Work to be completed:
Produce the records below again, word for word, but stop after the line that contains "pub trait FaultSource".

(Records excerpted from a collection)
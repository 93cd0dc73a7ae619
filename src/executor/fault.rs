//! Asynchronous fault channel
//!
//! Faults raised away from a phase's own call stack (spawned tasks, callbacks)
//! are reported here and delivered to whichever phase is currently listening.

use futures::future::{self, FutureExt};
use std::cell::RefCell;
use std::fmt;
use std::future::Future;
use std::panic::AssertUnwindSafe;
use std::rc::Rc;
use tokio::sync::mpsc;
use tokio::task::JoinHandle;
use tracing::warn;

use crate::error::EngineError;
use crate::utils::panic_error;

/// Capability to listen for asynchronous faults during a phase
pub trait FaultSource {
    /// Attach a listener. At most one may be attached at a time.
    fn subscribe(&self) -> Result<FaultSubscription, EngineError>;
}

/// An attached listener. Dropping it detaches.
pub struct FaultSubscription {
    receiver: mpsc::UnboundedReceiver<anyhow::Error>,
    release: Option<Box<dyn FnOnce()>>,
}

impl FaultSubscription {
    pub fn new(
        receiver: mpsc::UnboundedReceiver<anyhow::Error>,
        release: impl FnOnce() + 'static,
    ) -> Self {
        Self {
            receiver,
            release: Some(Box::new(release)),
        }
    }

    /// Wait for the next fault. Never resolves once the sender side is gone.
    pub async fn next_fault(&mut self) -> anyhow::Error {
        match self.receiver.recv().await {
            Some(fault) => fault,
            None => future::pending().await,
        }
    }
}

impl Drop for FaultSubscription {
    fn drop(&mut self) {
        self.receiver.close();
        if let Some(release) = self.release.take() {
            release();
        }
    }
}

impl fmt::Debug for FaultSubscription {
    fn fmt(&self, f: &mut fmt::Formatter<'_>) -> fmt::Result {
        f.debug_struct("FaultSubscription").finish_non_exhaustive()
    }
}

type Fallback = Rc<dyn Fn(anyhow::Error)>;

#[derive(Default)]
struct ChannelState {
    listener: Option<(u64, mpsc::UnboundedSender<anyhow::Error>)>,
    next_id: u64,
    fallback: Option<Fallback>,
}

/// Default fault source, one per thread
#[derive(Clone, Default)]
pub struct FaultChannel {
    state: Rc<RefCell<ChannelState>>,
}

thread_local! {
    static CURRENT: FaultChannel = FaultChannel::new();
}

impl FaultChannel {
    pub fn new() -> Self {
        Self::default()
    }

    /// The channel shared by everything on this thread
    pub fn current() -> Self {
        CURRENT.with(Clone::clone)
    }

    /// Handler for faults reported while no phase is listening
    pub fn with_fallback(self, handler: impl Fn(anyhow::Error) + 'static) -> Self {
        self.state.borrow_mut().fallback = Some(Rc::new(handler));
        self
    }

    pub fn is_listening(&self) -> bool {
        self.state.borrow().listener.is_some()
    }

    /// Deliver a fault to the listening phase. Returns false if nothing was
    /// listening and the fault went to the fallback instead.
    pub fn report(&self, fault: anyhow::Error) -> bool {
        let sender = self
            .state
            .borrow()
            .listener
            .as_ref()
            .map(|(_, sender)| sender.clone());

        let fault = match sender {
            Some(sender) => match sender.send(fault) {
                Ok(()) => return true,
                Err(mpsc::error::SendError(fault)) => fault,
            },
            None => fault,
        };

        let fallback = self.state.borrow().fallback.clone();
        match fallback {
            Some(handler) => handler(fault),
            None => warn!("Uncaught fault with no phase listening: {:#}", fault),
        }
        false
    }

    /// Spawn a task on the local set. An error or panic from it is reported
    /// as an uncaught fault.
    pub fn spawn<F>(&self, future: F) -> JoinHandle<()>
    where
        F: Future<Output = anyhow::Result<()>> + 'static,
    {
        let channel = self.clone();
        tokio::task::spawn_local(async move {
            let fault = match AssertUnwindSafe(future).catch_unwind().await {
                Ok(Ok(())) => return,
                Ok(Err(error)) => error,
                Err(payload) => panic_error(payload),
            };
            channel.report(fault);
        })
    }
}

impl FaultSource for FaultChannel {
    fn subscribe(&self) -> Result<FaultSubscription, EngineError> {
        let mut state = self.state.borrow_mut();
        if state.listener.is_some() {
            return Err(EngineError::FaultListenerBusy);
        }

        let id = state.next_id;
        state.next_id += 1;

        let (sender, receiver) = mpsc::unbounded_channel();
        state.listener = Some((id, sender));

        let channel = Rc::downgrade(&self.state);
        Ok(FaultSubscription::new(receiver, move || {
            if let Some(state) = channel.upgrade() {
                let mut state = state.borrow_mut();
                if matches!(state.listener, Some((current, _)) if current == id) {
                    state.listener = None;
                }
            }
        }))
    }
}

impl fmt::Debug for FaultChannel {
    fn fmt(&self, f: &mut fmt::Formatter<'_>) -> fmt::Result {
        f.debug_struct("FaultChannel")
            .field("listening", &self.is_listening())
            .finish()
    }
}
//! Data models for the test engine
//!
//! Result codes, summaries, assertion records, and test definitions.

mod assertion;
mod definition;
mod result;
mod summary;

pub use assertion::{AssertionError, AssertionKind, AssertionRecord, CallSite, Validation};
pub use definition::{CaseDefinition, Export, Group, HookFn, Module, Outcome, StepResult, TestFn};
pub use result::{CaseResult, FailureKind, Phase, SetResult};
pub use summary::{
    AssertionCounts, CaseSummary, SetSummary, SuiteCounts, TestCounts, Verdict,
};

Answer box:
repository 93cd0dc73a7ae619
filename src/executor/fault.rs
//! Asynchronous fault channel
//!
//! Faults raised away from a phase's own call stack (spawned tasks, callbacks)
//! are reported here and delivered to whichever phase is currently listening.

use futures::future::{self, FutureExt};
use std::cell::RefCell;
use std::fmt;
use std::future::Future;
use std::panic::AssertUnwindSafe;
use std::rc::Rc;
use tokio::sync::mpsc;
use tokio::task::JoinHandle;
use tracing::warn;

use crate::error::EngineError;
use crate::utils::panic_error;

/// Capability to listen for asynchronous faults during a phase
pub trait FaultSource {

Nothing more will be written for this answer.